The organizers of the Harvard conference have leveraged their success to build a consortium of global health programs. The idea is that the gathering might become an annual event that rotates between schools. Within their institution, they are discussing expanded syllabi and new seminars.
"It's not a series of checked boxes, though, like once you have a decolonized syllabus or five or more women of color, you are officially decolonized," Amina Goheer, one of the organizers, told Devex. "It can't be so reductionist."
But their approach offers a guide for people at a variety of global health-focused institutions to at least open discussions about how they perceive colonialism within those organizations.
Outside the global health apparatus, awareness is also fundamental. In her research and practice, Dr. Leanne Brady, a doctoral candidate and one of the organizers of the Ghana session, said she has learned to "make room for different perspectives. There are many different ways to think about something and to work with those multiple perspectives, rather than just create a hierarchy," she said.

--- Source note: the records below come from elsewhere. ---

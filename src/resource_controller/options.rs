//! Resource Controller request options
//!
//! List options carry the `start` cursor and implement [`ListOptions`];
//! create and update options serialize directly into the request body.

use super::types::ResourceKeyPostParameters;
use crate::http::RequestConfig;
use crate::pagination::ListOptions;
use crate::types::JsonObject;
use serde::Serialize;

// ============================================================================
// Resource Instances
// ============================================================================

/// Filters for listing resource instances
#[derive(Debug, Clone, Default, PartialEq)]
pub struct ListResourceInstancesOptions {
    pub guid: Option<String>,
    pub name: Option<String>,
    pub resource_group_id: Option<String>,
    pub resource_id: Option<String>,
    pub resource_plan_id: Option<String>,
    /// `service_instance` or `resource_instance`
    pub instance_type: Option<String>,
    pub sub_type: Option<String>,
    pub state: Option<String>,
    /// Maximum number of instances per page
    pub limit: Option<i64>,
    /// Page cursor; set by the pager
    pub start: Option<String>,
    /// Only instances updated on or after this date
    pub updated_from: Option<String>,
    /// Only instances updated on or before this date
    pub updated_to: Option<String>,
}

impl ListResourceInstancesOptions {
    pub fn new() -> Self {
        Self::default()
    }

    #[must_use]
    pub fn guid(mut self, guid: impl Into<String>) -> Self {
        self.guid = Some(guid.into());
        self
    }

    #[must_use]
    pub fn name(mut self, name: impl Into<String>) -> Self {
        self.name = Some(name.into());
        self
    }

    #[must_use]
    pub fn resource_group_id(mut self, id: impl Into<String>) -> Self {
        self.resource_group_id = Some(id.into());
        self
    }

    #[must_use]
    pub fn resource_id(mut self, id: impl Into<String>) -> Self {
        self.resource_id = Some(id.into());
        self
    }

    #[must_use]
    pub fn resource_plan_id(mut self, id: impl Into<String>) -> Self {
        self.resource_plan_id = Some(id.into());
        self
    }

    #[must_use]
    pub fn instance_type(mut self, instance_type: impl Into<String>) -> Self {
        self.instance_type = Some(instance_type.into());
        self
    }

    #[must_use]
    pub fn sub_type(mut self, sub_type: impl Into<String>) -> Self {
        self.sub_type = Some(sub_type.into());
        self
    }

    #[must_use]
    pub fn state(mut self, state: impl Into<String>) -> Self {
        self.state = Some(state.into());
        self
    }

    #[must_use]
    pub fn limit(mut self, limit: i64) -> Self {
        self.limit = Some(limit);
        self
    }

    #[must_use]
    pub fn start(mut self, start: impl Into<String>) -> Self {
        self.start = Some(start.into());
        self
    }

    #[must_use]
    pub fn updated_from(mut self, date: impl Into<String>) -> Self {
        self.updated_from = Some(date.into());
        self
    }

    #[must_use]
    pub fn updated_to(mut self, date: impl Into<String>) -> Self {
        self.updated_to = Some(date.into());
        self
    }

    pub(crate) fn apply(&self, request: RequestConfig) -> RequestConfig {
        request
            .query_opt("guid", self.guid.as_ref())
            .query_opt("name", self.name.as_ref())
            .query_opt("resource_group_id", self.resource_group_id.as_ref())
            .query_opt("resource_id", self.resource_id.as_ref())
            .query_opt("resource_plan_id", self.resource_plan_id.as_ref())
            .query_opt("type", self.instance_type.as_ref())
            .query_opt("sub_type", self.sub_type.as_ref())
            .query_opt("state", self.state.as_ref())
            .query_opt("limit", self.limit)
            .query_opt("start", self.start.as_ref())
            .query_opt("updated_from", self.updated_from.as_ref())
            .query_opt("updated_to", self.updated_to.as_ref())
    }
}

impl ListOptions for ListResourceInstancesOptions {
    fn cursor(&self) -> Option<&str> {
        self.start.as_deref()
    }

    fn set_cursor(&mut self, cursor: Option<String>) {
        self.start = cursor;
    }
}

/// Options for provisioning a resource instance
#[derive(Debug, Clone, PartialEq, Serialize)]
pub struct CreateResourceInstanceOptions {
    pub name: String,
    /// Deployment location of the instance
    pub target: String,
    pub resource_group: String,
    pub resource_plan_id: String,
    #[serde(skip_serializing_if = "Option::is_none")]
    pub tags: Option<Vec<String>>,
    #[serde(skip_serializing_if = "Option::is_none")]
    pub allow_cleanup: Option<bool>,
    /// Broker-specific provisioning parameters
    #[serde(skip_serializing_if = "Option::is_none")]
    pub parameters: Option<JsonObject>,
    /// Lock the instance as soon as it is created
    #[serde(skip)]
    pub entity_lock: Option<bool>,
}

impl CreateResourceInstanceOptions {
    pub fn new(
        name: impl Into<String>,
        target: impl Into<String>,
        resource_group: impl Into<String>,
        resource_plan_id: impl Into<String>,
    ) -> Self {
        Self {
            name: name.into(),
            target: target.into(),
            resource_group: resource_group.into(),
            resource_plan_id: resource_plan_id.into(),
            tags: None,
            allow_cleanup: None,
            parameters: None,
            entity_lock: None,
        }
    }

    #[must_use]
    pub fn tags<I, S>(mut self, tags: I) -> Self
    where
        I: IntoIterator<Item = S>,
        S: Into<String>,
    {
        self.tags = Some(tags.into_iter().map(Into::into).collect());
        self
    }

    #[must_use]
    pub fn allow_cleanup(mut self, allow: bool) -> Self {
        self.allow_cleanup = Some(allow);
        self
    }

    #[must_use]
    pub fn parameters(mut self, parameters: JsonObject) -> Self {
        self.parameters = Some(parameters);
        self
    }

    #[must_use]
    pub fn entity_lock(mut self, lock: bool) -> Self {
        self.entity_lock = Some(lock);
        self
    }
}

/// Options for updating a resource instance
#[derive(Debug, Clone, PartialEq, Serialize)]
pub struct UpdateResourceInstanceOptions {
    #[serde(skip)]
    pub id: String,
    #[serde(skip_serializing_if = "Option::is_none")]
    pub name: Option<String>,
    #[serde(skip_serializing_if = "Option::is_none")]
    pub parameters: Option<JsonObject>,
    #[serde(skip_serializing_if = "Option::is_none")]
    pub resource_plan_id: Option<String>,
    #[serde(skip_serializing_if = "Option::is_none")]
    pub allow_cleanup: Option<bool>,
}

impl UpdateResourceInstanceOptions {
    pub fn new(id: impl Into<String>) -> Self {
        Self {
            id: id.into(),
            name: None,
            parameters: None,
            resource_plan_id: None,
            allow_cleanup: None,
        }
    }

    #[must_use]
    pub fn name(mut self, name: impl Into<String>) -> Self {
        self.name = Some(name.into());
        self
    }

    #[must_use]
    pub fn parameters(mut self, parameters: JsonObject) -> Self {
        self.parameters = Some(parameters);
        self
    }

    #[must_use]
    pub fn resource_plan_id(mut self, id: impl Into<String>) -> Self {
        self.resource_plan_id = Some(id.into());
        self
    }

    #[must_use]
    pub fn allow_cleanup(mut self, allow: bool) -> Self {
        self.allow_cleanup = Some(allow);
        self
    }
}

/// Options for deleting a resource instance
#[derive(Debug, Clone, PartialEq, Eq)]
pub struct DeleteResourceInstanceOptions {
    pub id: String,
    /// Also delete the instance's keys and bindings
    pub recursive: Option<bool>,
}

impl DeleteResourceInstanceOptions {
    pub fn new(id: impl Into<String>) -> Self {
        Self {
            id: id.into(),
            recursive: None,
        }
    }

    #[must_use]
    pub fn recursive(mut self, recursive: bool) -> Self {
        self.recursive = Some(recursive);
        self
    }
}

// ============================================================================
// Resource Keys
// ============================================================================

/// Filters for listing resource keys
#[derive(Debug, Clone, Default, PartialEq, Eq)]
pub struct ListResourceKeysOptions {
    pub guid: Option<String>,
    pub name: Option<String>,
    pub resource_group_id: Option<String>,
    pub resource_id: Option<String>,
    /// Maximum number of keys per page
    pub limit: Option<i64>,
    /// Page cursor; set by the pager
    pub start: Option<String>,
    pub updated_from: Option<String>,
    pub updated_to: Option<String>,
}

impl ListResourceKeysOptions {
    pub fn new() -> Self {
        Self::default()
    }

    #[must_use]
    pub fn guid(mut self, guid: impl Into<String>) -> Self {
        self.guid = Some(guid.into());
        self
    }

    #[must_use]
    pub fn name(mut self, name: impl Into<String>) -> Self {
        self.name = Some(name.into());
        self
    }

    #[must_use]
    pub fn resource_group_id(mut self, id: impl Into<String>) -> Self {
        self.resource_group_id = Some(id.into());
        self
    }

    #[must_use]
    pub fn resource_id(mut self, id: impl Into<String>) -> Self {
        self.resource_id = Some(id.into());
        self
    }

    #[must_use]
    pub fn limit(mut self, limit: i64) -> Self {
        self.limit = Some(limit);
        self
    }

    #[must_use]
    pub fn start(mut self, start: impl Into<String>) -> Self {
        self.start = Some(start.into());
        self
    }

    #[must_use]
    pub fn updated_from(mut self, date: impl Into<String>) -> Self {
        self.updated_from = Some(date.into());
        self
    }

    #[must_use]
    pub fn updated_to(mut self, date: impl Into<String>) -> Self {
        self.updated_to = Some(date.into());
        self
    }

    pub(crate) fn apply(&self, request: RequestConfig) -> RequestConfig {
        request
            .query_opt("guid", self.guid.as_ref())
            .query_opt("name", self.name.as_ref())
            .query_opt("resource_group_id", self.resource_group_id.as_ref())
            .query_opt("resource_id", self.resource_id.as_ref())
            .query_opt("limit", self.limit)
            .query_opt("start", self.start.as_ref())
            .query_opt("updated_from", self.updated_from.as_ref())
            .query_opt("updated_to", self.updated_to.as_ref())
    }
}

impl ListOptions for ListResourceKeysOptions {
    fn cursor(&self) -> Option<&str> {
        self.start.as_deref()
    }

    fn set_cursor(&mut self, cursor: Option<String>) {
        self.start = cursor;
    }
}

/// Options for listing the keys of one instance
#[derive(Debug, Clone, PartialEq, Eq)]
pub struct ListResourceKeysForInstanceOptions {
    /// Instance id or GUID
    pub id: String,
    pub limit: Option<i64>,
    /// Page cursor; set by the pager
    pub start: Option<String>,
}

impl ListResourceKeysForInstanceOptions {
    pub fn new(id: impl Into<String>) -> Self {
        Self {
            id: id.into(),
            limit: None,
            start: None,
        }
    }

    #[must_use]
    pub fn limit(mut self, limit: i64) -> Self {
        self.limit = Some(limit);
        self
    }

    #[must_use]
    pub fn start(mut self, start: impl Into<String>) -> Self {
        self.start = Some(start.into());
        self
    }
}

impl ListOptions for ListResourceKeysForInstanceOptions {
    fn cursor(&self) -> Option<&str> {
        self.start.as_deref()
    }

    fn set_cursor(&mut self, cursor: Option<String>) {
        self.start = cursor;
    }
}

/// Options for creating a resource key
#[derive(Debug, Clone, PartialEq, Serialize)]
pub struct CreateResourceKeyOptions {
    pub name: String,
    /// Instance or alias the key is created for
    pub source: String,
    #[serde(skip_serializing_if = "Option::is_none")]
    pub parameters: Option<ResourceKeyPostParameters>,
    /// IAM role name or CRN, `Writer` when absent
    #[serde(skip_serializing_if = "Option::is_none")]
    pub role: Option<String>,
}

impl CreateResourceKeyOptions {
    pub fn new(name: impl Into<String>, source: impl Into<String>) -> Self {
        Self {
            name: name.into(),
            source: source.into(),
            parameters: None,
            role: None,
        }
    }

    #[must_use]
    pub fn parameters(mut self, parameters: ResourceKeyPostParameters) -> Self {
        self.parameters = Some(parameters);
        self
    }

    #[must_use]
    pub fn role(mut self, role: impl Into<String>) -> Self {
        self.role = Some(role.into());
        self
    }
}

/// Options for renaming a resource key
#[derive(Debug, Clone, PartialEq, Eq, Serialize)]
pub struct UpdateResourceKeyOptions {
    #[serde(skip)]
    pub id: String,
    pub name: String,
}

impl UpdateResourceKeyOptions {
    pub fn new(id: impl Into<String>, name: impl Into<String>) -> Self {
        Self {
            id: id.into(),
            name: name.into(),
        }
    }
}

There are also opportunities to engage people, advocates said, so when an incident occurs such as LSE’s posting of a London-based job to build an Africa-centric network of health researchers, there is a cadre ready to ask why and propose alternatives. Beth Kreling, a senior policy fellow at LSE's department of health policy, told Devex the position was ultimately filled at the university but that it would be part of a larger project that would see the bulk of the research capacity based in Africa.
On a national level, Thompson said the shifting dynamics of global health might spur these conversations along. Specifically, the international push for universal health coverage — headlined by the upcoming United Nations high-level meeting in September — tasks countries with setting their own health priorities, which is an opportunity for decolonizing, she said.
Countries might be freed to more critically examine international approaches to health care that have been handed on to them, and push for solutions that better accommodate their situation.
In sub-Saharan Africa, for instance, the global community has championed long-lasting depo provera as a favored form of birth control, despite concerns that it might increase a woman’s risk of acquiring HIV. In constructing a basic benefits package, governments may decide to subsidize forms of birth control that do not come with the same risk. They will be able to make domestically minded decisions about a range of services, Thompson said, “throwing up a lot of interesting discussions.”
Guinto added, though, that countries transitioning to UHC are getting plenty of guidance, if not financing, from the existing international order.
"We already know there are things that are wrong with this global health architecture and this global health system," Guinto said. "And there are some ideas of what to do. But hopefully starting at the colonial discussion will lead us to different answers."